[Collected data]
============================================================

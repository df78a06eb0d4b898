#![allow(missing_docs)]

use tempfile::tempdir;
use tessera::{Record, Revision, Revisioning, Store, StoreOptions, TesseraError};

fn payload(key: u64, generation: u32) -> Vec<u8> {
    format!("record-{key}-gen-{generation}").into_bytes()
}

#[test]
fn committed_revisions_survive_reopen() -> tessera::Result<()> {
    let dir = tempdir()?;
    let options = StoreOptions::new(dir.path().join("store"));

    let store = Store::create(options.clone())?;
    let mut trx = store.begin_write()?;
    for key in 0..300 {
        trx.set_record(Record::new(key, payload(key, 1)))?;
    }
    assert_eq!(trx.commit()?, Revision(1));
    for key in (0..300).step_by(6) {
        trx.set_record(Record::new(key, payload(key, 2)))?;
    }
    assert_eq!(trx.commit()?, Revision(2));
    trx.close()?;

    let check = |store: &Store| -> tessera::Result<()> {
        assert_eq!(store.latest_revision(), Revision(2));
        let first = store.begin_read(Some(1))?;
        let second = store.begin_read(Some(2))?;
        for key in 0..300 {
            let old = first.get_record(key)?.expect("written in revision 1");
            assert_eq!(old.payload, payload(key, 1));
            let generation = if key % 6 == 0 { 2 } else { 1 };
            let new = second.get_record(key)?.expect("still live in revision 2");
            assert_eq!(new.payload, payload(key, generation), "key {key}");
        }
        assert!(second.get_record(300)?.is_none());
        assert_eq!(first.revision_size()?, 300);
        assert_eq!(second.revision_size()?, 300);
        assert_eq!(second.max_record_key()?.map(|k| k.0), Some(299));
        assert!(second.timestamp_ms()? >= first.timestamp_ms()?);
        Ok(())
    };

    check(&store)?;
    store.close()?;

    let reopened = Store::open(options)?;
    check(&reopened)?;
    assert!(matches!(
        reopened.begin_read(Some(3)),
        Err(TesseraError::RevisionNotFound {
            requested: 3,
            latest: Some(2)
        })
    ));
    Ok(())
}

#[test]
fn writer_continues_after_reopen() -> tessera::Result<()> {
    let dir = tempdir()?;
    let options = StoreOptions::new(dir.path().join("store"))
        .revisioning(Revisioning::Incremental)
        .restore_window(2);

    {
        let store = Store::create(options.clone())?;
        let mut trx = store.begin_write()?;
        trx.set_record(Record::new(1, b"one".to_vec()))?;
        trx.commit()?;
        trx.close()?;
        store.close()?;
    }

    let store = Store::open(options)?;
    let mut trx = store.begin_write()?;
    assert_eq!(trx.revision(), Revision(2));
    assert_eq!(trx.get_record(1)?.map(|r| r.payload), Some(b"one".to_vec()));
    for generation in 0..5u8 {
        trx.set_record(Record::new(2, vec![generation]))?;
        trx.commit()?;
    }
    trx.close()?;

    let latest = store.begin_read(None)?;
    assert_eq!(latest.revision(), Revision(6));
    assert_eq!(latest.get_record(1)?.map(|r| r.payload), Some(b"one".to_vec()));
    assert_eq!(latest.get_record(2)?.map(|r| r.payload), Some(vec![4]));
    for revision in 2..=6u64 {
        let read = store.begin_read(Some(revision))?;
        let expected = (revision - 2) as u8;
        assert_eq!(
            read.get_record(2)?.map(|r| r.payload),
            Some(vec![expected])
        );
    }
    Ok(())
}

#[test]
fn closed_read_transaction_rejects_calls() -> tessera::Result<()> {
    let dir = tempdir()?;
    let store = Store::create(StoreOptions::new(dir.path().join("store")))?;
    let mut read = store.begin_read(None)?;
    read.close();
    assert!(matches!(read.get_record(0), Err(TesseraError::Invalid(_))));
    assert!(matches!(read.revision_size(), Err(TesseraError::Invalid(_))));
    Ok(())
}

#[test]
fn store_refuses_close_while_writing() -> tessera::Result<()> {
    let dir = tempdir()?;
    let store = Store::create(StoreOptions::new(dir.path().join("store")))?;
    let mut trx = store.begin_write()?;
    assert!(matches!(
        store.clone().close(),
        Err(TesseraError::Invalid(_))
    ));
    trx.close()?;
    store.close()
}
//! Tessera: a versioned, paged storage kernel.
//!
//! Every commit produces an immutable revision. Records live in fixed-size
//! buckets addressed through an indirect-page trie; only the buckets and
//! trie paths a revision touches are written, and unchanged subtrees are
//! shared with earlier revisions. Buckets are versioned according to a
//! [`Revisioning`] policy and persisted through a pluggable backend (an
//! append-only file, an embedded SQLite database or a directory of
//! objects) with optional compression and encryption.
//!
//! ```no_run
//! use tessera::{Record, Store, StoreOptions};
//!
//! # fn main() -> tessera::Result<()> {
//! let store = Store::open_or_create(StoreOptions::new("/tmp/tessera"))?;
//! let mut trx = store.begin_write()?;
//! trx.set_record(Record::new(7, b"seven".to_vec()))?;
//! let revision = trx.commit()?;
//! trx.close()?;
//!
//! let read = store.begin_read(Some(revision.0))?;
//! assert_eq!(read.get_record(7)?.map(|r| r.payload), Some(b"seven".to_vec()));
//! # Ok(())
//! # }
//! ```

#![warn(missing_docs)]

/// Store handle and transactions.
pub mod access;
/// Persistent storage backends and the byte pipeline.
pub mod backend;
/// Two-tier cache of bucket containers.
pub mod cache;
/// Store options and persisted settings.
pub mod config;
/// Tracing subscriber setup.
pub mod logging;
/// Page model and codec.
pub mod page;
/// Low-level byte and file helpers.
pub mod primitives;
/// Bucket versioning policies.
pub mod revisioning;
/// Indirect-page trie addressing.
pub mod trie;
/// Identifiers, errors and checksums.
pub mod types;

pub use access::{ReadTrx, Store, WriteTrx};
pub use backend::{ByteHandler, BytePipeline, Storage};
pub use config::{ByteHandling, PersistedSettings, StorageKind, StoreOptions, WriteLogKind};
pub use logging::init_logging;
pub use page::{PageKey, Record};
pub use revisioning::Revisioning;
pub use trie::TrieGeometry;
pub use types::{BucketNo, RecordKey, Result, Revision, TesseraError};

============================================================

Please make an exact copy of each record.

COMPLETED EXERCISE:
repository df78a06eb0d4b898
#![allow(missing_docs)]

use tempfile::tempdir;
use tessera::{Record, Revision, Revisioning, Store, StoreOptions, TesseraError};

fn payload(key: u64, generation: u32) -> Vec<u8> {
    format!("record-{key}-gen-{generation}").into_bytes()
}

#[test]
fn committed_revisions_survive_reopen() -> tessera::Result<()> {
    let dir = tempdir()?;
    let options = StoreOptions::new(dir.path().join("store"));

    let store = Store::create(options.clone())?;
    let mut trx = store.begin_write()?;
    for key in 0..300 {
        trx.set_record(Record::new(key, payload(key, 1)))?;
    }
    assert_eq!(trx.commit()?, Revision(1));
    for key in (0..300).step_by(6) {
        trx.set_record(Record::new(key, payload(key, 2)))?;
    }
    assert_eq!(trx.commit()?, Revision(2));
    trx.close()?;

    let check = |store: &Store| -> tessera::Result<()> {
        assert_eq!(store.latest_revision(), Revision(2));
        let first = store.begin_read(Some(1))?;
        let second = store.begin_read(Some(2))?;
        for key in 0..300 {
            let old = first.get_record(key)?.expect("written in revision 1");
            assert_eq!(old.payload, payload(key, 1));
            let generation = if key % 6 == 0 { 2 } else { 1 };
            let new = second.get_record(key)?.expect("still live in revision 2");
            assert_eq!(new.payload, payload(key, generation), "key {key}");
        }
        assert!(second.get_record(300)?.is_none());
        assert_eq!(first.revision_size()?, 300);
        assert_eq!(second.revision_size()?, 300);
        assert_eq!(second.max_record_key()?.map(|k| k.0), Some(299));
        assert!(second.timestamp_ms()? >= first.timestamp_ms()?);
        Ok(())
    };

    check(&store)?;
    store.close()?;

    let reopened = Store::open(options)?;
    check(&reopened)?;
    assert!(matches!(
        reopened.begin_read(Some(3)),
        Err(TesseraError::RevisionNotFound {
            requested: 3,
            latest: Some(2)
        })
    ));
    Ok(())
}

#[test]
fn writer_continues_after_reopen() -> tessera::Result<()> {
    let dir = tempdir()?;
    let options = StoreOptions::new(dir.path().join("store"))
        .revisioning(Revisioning::Incremental)
        .restore_window(2);

    {
        let store = Store::create(options.clone())?;
        let mut trx = store.begin_write()?;
        trx.set_record(Record::new(1, b"one".to_vec()))?;
        trx.commit()?;
        trx.close()?;
        store.close()?;
    }

    let store = Store::open(options)?;
    let mut trx = store.begin_write()?;
    assert_eq!(trx.revision(), Revision(2));
    assert_eq!(trx.get_record(1)?.map(|r| r.payload), Some(b"one".to_vec()));
    for generation in 0..5u8 {
        trx.set_record(Record::new(2, vec![generation]))?;
        trx.commit()?;
    }
    trx.close()?;

    let latest = store.begin_read(None)?;
    assert_eq!(latest.revision(), Revision(6));
    assert_eq!(latest.get_record(1)?.map(|r| r.payload), Some(b"one".to_vec()));
    assert_eq!(latest.get_record(2)?.map(|r| r.payload), Some(vec![4]));
    for revision in 2..=6u64 {
        let read = store.begin_read(Some(revision))?;
        let expected = (revision - 2) as u8;
        assert_eq!(
            read.get_record(2)?.map(|r| r.payload),
            Some(vec![expected])
        );
    }
    Ok(())
}

#[test]
fn closed_read_transaction_rejects_calls() -> tessera::Result<()> {
    let dir = tempdir()?;
    let store = Store::create(StoreOptions::new(dir.path().join("store")))?;
    let mut read = store.begin_read(None)?;
    read.close();
    assert!(matches!(read.get_record(0), Err(TesseraError::Invalid(_))));
    assert!(matches!(read.revision_size(), Err(TesseraError::Invalid(_))));
    Ok(())
}

#[test]
fn store_refuses_close_while_writing() -> tessera::Result<()> {
    let dir = tempdir()?;
    let store = Store::create(StoreOptions::new(dir.path().join("store")))?;
    let mut trx = store.begin_write()?;
    assert!(matches!(
        store.clone().close(),
        Err(TesseraError::Invalid(_))
    ));
    trx.close()?;
    store.close()
}
//! Tessera: a versioned, paged storage kernel.
//!
//! Every commit produces an immutable revision. Records live in fixed-size
//! buckets addressed through an indirect-page trie; only the buckets and
//! trie paths a revision touches are written, and unchanged subtrees are
//! shared with earlier revisions. Buckets are versioned according to a
//! [`Revisioning`] policy and persisted through a pluggable backend (an
//! append-only file, an embedded SQLite database or a directory of
//! objects) with optional compression and encryption.
//!
//! ```no_run
//! use tessera::{Record, Store, StoreOptions};
//!
//! # fn main() -> tessera::Result<()> {
//! let store = Store::open_or_create(StoreOptions::new("/tmp/tessera"))?;
//! let mut trx = store.begin_write()?;
//! trx.set_record(Record::new(7, b"seven".to_vec()))?;
//! let revision = trx.commit()?;
//! trx.close()?;
//!
//! let read = store.begin_read(Some(revision.0))?;
//! assert_eq!(read.get_record(7)?.map(|r| r.payload), Some(b"seven".to_vec()));
//! # Ok(())
//! # }
//! ```

#![warn(missing_docs)]

/// Store handle and transactions.
pub mod access;
/// Persistent storage backends and the byte pipeline.
pub mod backend;
/// Two-tier cache of bucket containers.
pub mod cache;
/// Store options and persisted settings.
pub mod config;
/// Tracing subscriber setup.
pub mod logging;
/// Page model and codec.
pub mod page;
/// Low-level byte and file helpers.
pub mod primitives;
/// Bucket versioning policies.
pub mod revisioning;
/// Indirect-page trie addressing.
pub mod trie;
/// Identifiers, errors and checksums.
pub mod types;

pub use access::{ReadTrx, Store, WriteTrx};
pub use backend::{ByteHandler, BytePipeline, Storage};
pub use config::{ByteHandling, PersistedSettings, StorageKind, StoreOptions, WriteLogKind};
pub use logging::init_logging;
pub use page::{PageKey, Record};
pub use revisioning::Revisioning;
pub use trie::TrieGeometry;
pub use types::{BucketNo, RecordKey, Result, Revision, TesseraError};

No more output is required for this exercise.